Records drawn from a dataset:

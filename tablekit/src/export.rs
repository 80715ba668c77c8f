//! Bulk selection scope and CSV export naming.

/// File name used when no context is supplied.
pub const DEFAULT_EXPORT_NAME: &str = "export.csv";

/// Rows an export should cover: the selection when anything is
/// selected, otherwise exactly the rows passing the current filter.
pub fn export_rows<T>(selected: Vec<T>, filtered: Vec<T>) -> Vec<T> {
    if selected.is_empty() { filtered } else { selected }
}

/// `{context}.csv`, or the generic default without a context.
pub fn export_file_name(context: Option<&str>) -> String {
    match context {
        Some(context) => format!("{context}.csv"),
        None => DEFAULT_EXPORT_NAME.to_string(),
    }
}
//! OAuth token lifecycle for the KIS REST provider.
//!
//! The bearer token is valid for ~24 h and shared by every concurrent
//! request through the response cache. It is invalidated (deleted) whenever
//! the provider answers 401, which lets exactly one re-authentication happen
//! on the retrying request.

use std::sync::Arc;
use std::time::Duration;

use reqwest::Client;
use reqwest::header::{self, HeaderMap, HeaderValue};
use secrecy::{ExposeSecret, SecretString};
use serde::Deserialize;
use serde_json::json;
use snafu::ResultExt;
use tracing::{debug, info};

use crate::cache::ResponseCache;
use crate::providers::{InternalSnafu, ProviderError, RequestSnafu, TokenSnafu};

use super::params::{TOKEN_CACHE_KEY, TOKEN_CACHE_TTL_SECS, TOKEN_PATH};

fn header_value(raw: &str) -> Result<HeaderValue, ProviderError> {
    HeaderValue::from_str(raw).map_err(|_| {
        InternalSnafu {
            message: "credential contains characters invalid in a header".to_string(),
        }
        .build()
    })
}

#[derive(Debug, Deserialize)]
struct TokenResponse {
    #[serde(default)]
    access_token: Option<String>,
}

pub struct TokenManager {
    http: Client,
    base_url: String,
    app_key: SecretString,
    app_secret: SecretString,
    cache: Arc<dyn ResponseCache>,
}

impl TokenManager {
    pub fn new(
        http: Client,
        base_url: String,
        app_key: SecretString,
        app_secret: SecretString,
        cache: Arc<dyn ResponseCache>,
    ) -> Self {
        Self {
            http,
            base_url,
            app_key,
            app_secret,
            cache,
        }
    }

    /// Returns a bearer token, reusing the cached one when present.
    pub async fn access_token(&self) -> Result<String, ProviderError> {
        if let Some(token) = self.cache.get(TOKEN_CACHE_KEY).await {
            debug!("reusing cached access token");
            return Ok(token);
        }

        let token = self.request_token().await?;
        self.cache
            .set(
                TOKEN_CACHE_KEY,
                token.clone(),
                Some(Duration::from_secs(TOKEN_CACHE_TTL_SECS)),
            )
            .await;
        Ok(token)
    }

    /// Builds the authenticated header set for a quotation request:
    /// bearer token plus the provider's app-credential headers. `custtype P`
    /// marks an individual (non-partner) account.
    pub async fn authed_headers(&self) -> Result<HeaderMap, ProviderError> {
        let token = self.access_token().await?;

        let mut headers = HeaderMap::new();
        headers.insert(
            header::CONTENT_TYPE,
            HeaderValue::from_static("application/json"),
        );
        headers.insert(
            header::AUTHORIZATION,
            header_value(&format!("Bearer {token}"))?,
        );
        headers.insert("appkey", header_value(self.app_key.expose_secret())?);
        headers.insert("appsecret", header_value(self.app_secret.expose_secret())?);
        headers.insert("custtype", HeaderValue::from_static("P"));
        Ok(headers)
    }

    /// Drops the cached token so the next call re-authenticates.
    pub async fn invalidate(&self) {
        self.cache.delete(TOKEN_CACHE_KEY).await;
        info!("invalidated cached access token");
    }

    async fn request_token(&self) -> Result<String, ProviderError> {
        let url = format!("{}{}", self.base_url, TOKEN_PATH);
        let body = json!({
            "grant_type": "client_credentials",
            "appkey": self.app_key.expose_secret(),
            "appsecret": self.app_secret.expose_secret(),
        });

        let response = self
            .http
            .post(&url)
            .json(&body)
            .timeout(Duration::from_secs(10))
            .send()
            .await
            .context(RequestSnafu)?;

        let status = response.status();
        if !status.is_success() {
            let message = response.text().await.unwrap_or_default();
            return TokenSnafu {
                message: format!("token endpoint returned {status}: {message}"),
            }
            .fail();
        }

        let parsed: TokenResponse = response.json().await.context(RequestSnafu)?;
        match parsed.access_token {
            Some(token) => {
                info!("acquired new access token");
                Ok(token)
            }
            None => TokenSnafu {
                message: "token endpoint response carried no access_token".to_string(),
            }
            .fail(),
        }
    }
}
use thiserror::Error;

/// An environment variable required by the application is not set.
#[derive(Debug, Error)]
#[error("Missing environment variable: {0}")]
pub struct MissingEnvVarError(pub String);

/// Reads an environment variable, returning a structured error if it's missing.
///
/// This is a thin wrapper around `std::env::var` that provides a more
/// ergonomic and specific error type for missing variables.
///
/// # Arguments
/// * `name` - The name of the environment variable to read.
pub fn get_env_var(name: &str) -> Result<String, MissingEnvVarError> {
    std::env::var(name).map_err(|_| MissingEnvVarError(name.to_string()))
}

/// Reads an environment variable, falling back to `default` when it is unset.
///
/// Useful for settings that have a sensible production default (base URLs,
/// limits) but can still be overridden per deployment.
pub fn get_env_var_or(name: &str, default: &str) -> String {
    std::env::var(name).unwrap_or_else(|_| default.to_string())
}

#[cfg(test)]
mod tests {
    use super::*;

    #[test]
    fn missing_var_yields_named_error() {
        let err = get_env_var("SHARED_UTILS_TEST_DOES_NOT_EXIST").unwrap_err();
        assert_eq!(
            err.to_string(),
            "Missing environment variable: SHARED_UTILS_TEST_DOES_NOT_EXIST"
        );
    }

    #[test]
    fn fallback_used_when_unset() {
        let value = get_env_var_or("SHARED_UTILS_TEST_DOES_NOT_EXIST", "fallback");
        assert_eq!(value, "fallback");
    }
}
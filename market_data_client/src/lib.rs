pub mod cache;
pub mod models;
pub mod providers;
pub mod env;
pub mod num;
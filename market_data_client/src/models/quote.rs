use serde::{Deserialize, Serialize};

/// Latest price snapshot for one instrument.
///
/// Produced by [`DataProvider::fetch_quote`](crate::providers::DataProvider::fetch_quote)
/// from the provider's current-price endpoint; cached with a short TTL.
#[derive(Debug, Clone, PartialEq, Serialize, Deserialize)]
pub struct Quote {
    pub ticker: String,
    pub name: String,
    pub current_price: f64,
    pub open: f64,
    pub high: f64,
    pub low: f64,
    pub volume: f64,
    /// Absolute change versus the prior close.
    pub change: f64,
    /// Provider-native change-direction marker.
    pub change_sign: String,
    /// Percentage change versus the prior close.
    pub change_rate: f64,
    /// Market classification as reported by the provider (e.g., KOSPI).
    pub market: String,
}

■ **Task statement**: Each record is to be repeated exactly.

■ **Worked solution**:
filename tablekit/src/export.rs
repository 80715ba668c77c8f
//! Bulk selection scope and CSV export naming.

/// File name used when no context is supplied.
pub const DEFAULT_EXPORT_NAME: &str = "export.csv";

/// Rows an export should cover: the selection when anything is
/// selected, otherwise exactly the rows passing the current filter.
pub fn export_rows<T>(selected: Vec<T>, filtered: Vec<T>) -> Vec<T> {
    if selected.is_empty() { filtered } else { selected }
}

/// `{context}.csv`, or the generic default without a context.
pub fn export_file_name(context: Option<&str>) -> String {
    match context {
        Some(context) => format!("{context}.csv"),
        None => DEFAULT_EXPORT_NAME.to_string(),
    }
}
//! OAuth token lifecycle for the KIS REST provider.
//!
//! The bearer token is valid for ~24 h and shared by every concurrent
//! request through the response cache. It is invalidated (deleted) whenever
//! the provider answers 401, which lets exactly one re-authentication happen
//! on the retrying request.

use std::sync::Arc;
use std::time::Duration;

use reqwest::Client;
use reqwest::header::{self, HeaderMap, HeaderValue};
use secrecy::{ExposeSecret, SecretString};
use serde::Deserialize;
use serde_json::json;
use snafu::ResultExt;
use tracing::{debug, info};

use crate::cache::ResponseCache;
use crate::providers::{InternalSnafu, ProviderError, RequestSnafu, TokenSnafu};

use super::params::{TOKEN_CACHE_KEY, TOKEN_CACHE_TTL_SECS, TOKEN_PATH};

fn header_value(raw: &str) -> Result<HeaderValue, ProviderError> {
    HeaderValue::from_str(raw).map_err(|_| {
        InternalSnafu {
            message: "credential contains characters invalid in a header".to_string(),
        }
        .build()
    })
}

#[derive(Debug, Deserialize)]
struct TokenResponse {
    #[serde(default)]
    access_token: Option<String>,
}

pub struct TokenManager {
    http: Client,
    base_url: String,
    app_key: SecretString,
    app_secret: SecretString,
    cache: Arc<dyn ResponseCache>,
}

impl TokenManager {
    pub fn new(
        http: Client,
        base_url: String,
        app_key: SecretString,
        app_secret: SecretString,
        cache: Arc<dyn ResponseCache>,
    ) -> Self {
        Self {
            http,
            base_url,
            app_key,
            app_secret,
            cache,
        }
    }

    /// Returns a bearer token, reusing the cached one when present.
    pub async fn access_token(&self) -> Result<String, ProviderError> {
        if let Some(token) = self.cache.get(TOKEN_CACHE_KEY).await {
            debug!("reusing cached access token");
            return Ok(token);
        }

        let token = self.request_token().await?;
        self.cache
            .set(
                TOKEN_CACHE_KEY,
                token.clone(),
                Some(Duration::from_secs(TOKEN_CACHE_TTL_SECS)),
            )
            .await;
        Ok(token)
    }

    /// Builds the authenticated header set for a quotation request:
    /// bearer token plus the provider's app-credential headers. `custtype P`
    /// marks an individual (non-partner) account.
    pub async fn authed_headers(&self) -> Result<HeaderMap, ProviderError> {
        let token = self.access_token().await?;

        let mut headers = HeaderMap::new();
        headers.insert(
            header::CONTENT_TYPE,
            HeaderValue::from_static("application/json"),
        );
        headers.insert(
            header::AUTHORIZATION,
            header_value(&format!("Bearer {token}"))?,
        );
        headers.insert("appkey", header_value(self.app_key.expose_secret())?);
        headers.insert("appsecret", header_value(self.app_secret.expose_secret())?);
        headers.insert("custtype", HeaderValue::from_static("P"));
        Ok(headers)
    }

    /// Drops the cached token so the next call re-authenticates.
    pub async fn invalidate(&self) {
        self.cache.delete(TOKEN_CACHE_KEY).await;
        info!("invalidated cached access token");
    }

    async fn request_token(&self) -> Result<String, ProviderError> {
        let url = format!("{}{}", self.base_url, TOKEN_PATH);
        let body = json!({
            "grant_type": "client_credentials",
            "appkey": self.app_key.expose_secret(),
            "appsecret": self.app_secret.expose_secret(),
        });

        let response = self
            .http
            .post(&url)
            .json(&body)
            .timeout(Duration::from_secs(10))
            .send()
            .await
            .context(RequestSnafu)?;

        let status = response.status();
        if !status.is_success() {
            let message = response.text().await.unwrap_or_default();
            return TokenSnafu {
                message: format!("token endpoint returned {status}: {message}"),
            }
            .fail();
        }

        let parsed: TokenResponse = response.json().await.context(RequestSnafu)?;
        match parsed.access_token {
            Some(token) => {
                info!("acquired new access token");
                Ok(token)
            }
            None => TokenSnafu {
                message: "token endpoint response carried no access_token".to_string(),
            }
            .fail(),
        }
    }
}
use thiserror::Error;

/// An environment variable required by the application is not set.
#[derive(Debug, Error)]
#[error("Missing environment variable: {0}")]
pub struct MissingEnvVarError(pub String);

/// Reads an environment variable, returning a structured error if it's missing.
///
/// This is a thin wrapper around `std::env::var` that provides a more
/// ergonomic and specific error type for missing variables.
///
/// # Arguments
/// * `name` - The name of the environment variable to read.
pub fn get_env_var(name: &str) -> Result<String, MissingEnvVarError> {
    std::env::var(name).map_err(|_| MissingEnvVarError(name.to_string()))
}

/// Reads an environment variable, falling back to `default` when it is unset.
///
/// Useful for settings that have a sensible production default (base URLs,
/// limits) but can still be overridden per deployment.
pub fn get_env_var_or(name: &str, default: &str) -> String {
    std::env::var(name).unwrap_or_else(|_| default.to_string())
}

#[cfg(test)]
mod tests {
    use super::*;

    #[test]
    fn missing_var_yields_named_error() {
        let err = get_env_var("SHARED_UTILS_TEST_DOES_NOT_EXIST").unwrap_err();
        assert_eq!(
            err.to_string(),
            "Missing environment variable: SHARED_UTILS_TEST_DOES_NOT_EXIST"
        );
    }

    #[test]
    fn fallback_used_when_unset() {
        let value = get_env_var_or("SHARED_UTILS_TEST_DOES_NOT_EXIST", "fallback");
        assert_eq!(value, "fallback");
    }
}
filename market_data_client/src/lib.rs
pub mod cache;
pub mod models;
pub mod providers;
pub mod env;
pub mod num;
filename market_data_client/src/models/quote.rs
use serde::{Deserialize, Serialize};

/// Latest price snapshot for one instrument.
///
/// Produced by [`DataProvider::fetch_quote`](crate::providers::DataProvider::fetch_quote)
/// from the provider's current-price endpoint; cached with a short TTL.
#[derive(Debug, Clone, PartialEq, Serialize, Deserialize)]
pub struct Quote {
    pub ticker: String,
    pub name: String,
    pub current_price: f64,
    pub open: f64,
    pub high: f64,
    pub low: f64,
    pub volume: f64,
    /// Absolute change versus the prior close.
    pub change: f64,
    /// Provider-native change-direction marker.
    pub change_sign: String,
    /// Percentage change versus the prior close.
    pub change_rate: f64,
    /// Market classification as reported by the provider (e.g., KOSPI).
    pub market: String,
}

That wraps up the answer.